Retinoic acid inducible gene I (RIG-I) is upregulated during all-trans retinoic acid (ATRA)-induced terminal granulocytic differentiation of NB4 acute promyelocytic leukemia (APL) cells. However, the function and mechanism of RIG-I in NB4 cells remains to be fully elucidated. In the present study, lentivirus-mediated RIG-I-knockdown was used to investigate the proliferation, cell cycle and apoptotic processes of ATRA-induced NB4 cells in vitro using an MTT assay and flow cytometry, respectively. The roles of RIG-I and the AKT-FOXO3A signaling pathway were investigated using western blot analysis.
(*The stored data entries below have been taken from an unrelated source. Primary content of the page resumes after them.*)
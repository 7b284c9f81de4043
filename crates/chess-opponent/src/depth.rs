//! Depth and root-width selection from the branching factor.

use crate::config::SearchConfig;
use crate::eval::GamePhase;

/// Search depth for a root with `root_moves` legal moves.
///
/// Busy positions get the reduced depth; endgames with few moves and any
/// position with very few moves get one extra ply.
pub fn select_depth(config: &SearchConfig, root_moves: usize, phase: GamePhase) -> u32 {
    if let Some(depth) = config.fixed_depth {
        return depth;
    }
    if root_moves > config.complex_root_moves {
        return config.reduced_depth;
    }
    let quiet_endgame = phase == GamePhase::Endgame && root_moves < config.endgame_root_moves;
    if quiet_endgame || root_moves < config.simple_root_moves {
        config.base_depth + 1
    } else {
        config.base_depth
    }
}

/// How many of the ordered root moves get a full search.
pub fn root_width(config: &SearchConfig, root_moves: usize) -> usize {
    if root_moves < config.root_full_width {
        root_moves
    } else {
        root_moves.min(config.root_move_cap)
    }
}

#[cfg(test)]
mod tests {
    use super::*;

    #[test]
    fn depth_table() {
        let config = SearchConfig::default();
        assert_eq!(select_depth(&config, 20, GamePhase::Middlegame), 4);
        assert_eq!(select_depth(&config, 25, GamePhase::Middlegame), 4);
        assert_eq!(select_depth(&config, 26, GamePhase::Middlegame), 3);
        assert_eq!(select_depth(&config, 40, GamePhase::Endgame), 3);
        assert_eq!(select_depth(&config, 9, GamePhase::Middlegame), 5);
        assert_eq!(select_depth(&config, 10, GamePhase::Middlegame), 4);
        assert_eq!(select_depth(&config, 14, GamePhase::Endgame), 5);
        assert_eq!(select_depth(&config, 15, GamePhase::Endgame), 4);
    }

    #[test]
    fn fixed_depth_wins() {
        let config = SearchConfig::default().with_fixed_depth(2);
        assert_eq!(select_depth(&config, 40, GamePhase::Middlegame), 2);
        assert_eq!(select_depth(&config, 3, GamePhase::Endgame), 2);
    }

    #[test]
    fn width_table() {
        let config = SearchConfig::default();
        assert_eq!(root_width(&config, 1), 1);
        assert_eq!(root_width(&config, 14), 14);
        assert_eq!(root_width(&config, 15), 12);
        assert_eq!(root_width(&config, 40), 12);
    }
}
//! Core types for chess.
//!
//! This crate provides the value types shared by the rules engine and the
//! opponent:
//! - [`Piece`] and [`Color`] for piece representation
//! - [`Square`], [`File`], and [`Rank`] for board coordinates
//! - [`Move`] for annotated move representation
//! - FEN field parsing and serialization

mod color;
mod fen;
mod mov;
mod piece;
mod square;

pub use color::Color;
pub use fen::{FenError, FenParser};
pub use mov::{Move, MoveFlag};
pub use piece::Piece;
pub use square::{File, Rank, Square};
The results showed that the ATRA-induced expression of RIG-I was specifically and effectively knocked down at the mRNA and protein levels by lentivirus mediated RIG-I short hairpin RNA. In addition, silencing of RIG-I reduced the ATRA-induced inhibition of NB4 cell proliferation, cell cycle arrest and apoptosis. Further investigations indicated that with ATRA-induced expression of RIG-I, levels of phosphorylated (p)AKT-Thr308 and pForkhead Box (FOX) O3A-Thr32 were decreased, the expression levels of cell cycle arrest protein p27 and the apoptotic protein, tumor necrosis factor-related apoptosis-inducing ligand (TRAIL), directly transcribed by FOXO3A were increased. By contrast, following the knockdown of ATRA-induced expression of RIG-I, the levels of pAKT-Thr308 and pFOXO3A-Thr32 were increased, and the protein expression levels of p27 and TRAIL were decreased. Taken together, these results showed that the knockdown of RIG-I reduced the inhibition of cell proliferation, cell cycle arrest and apoptosis in the ATRA-induced NB4 cells via the AKT-FOXO3A signaling pathway.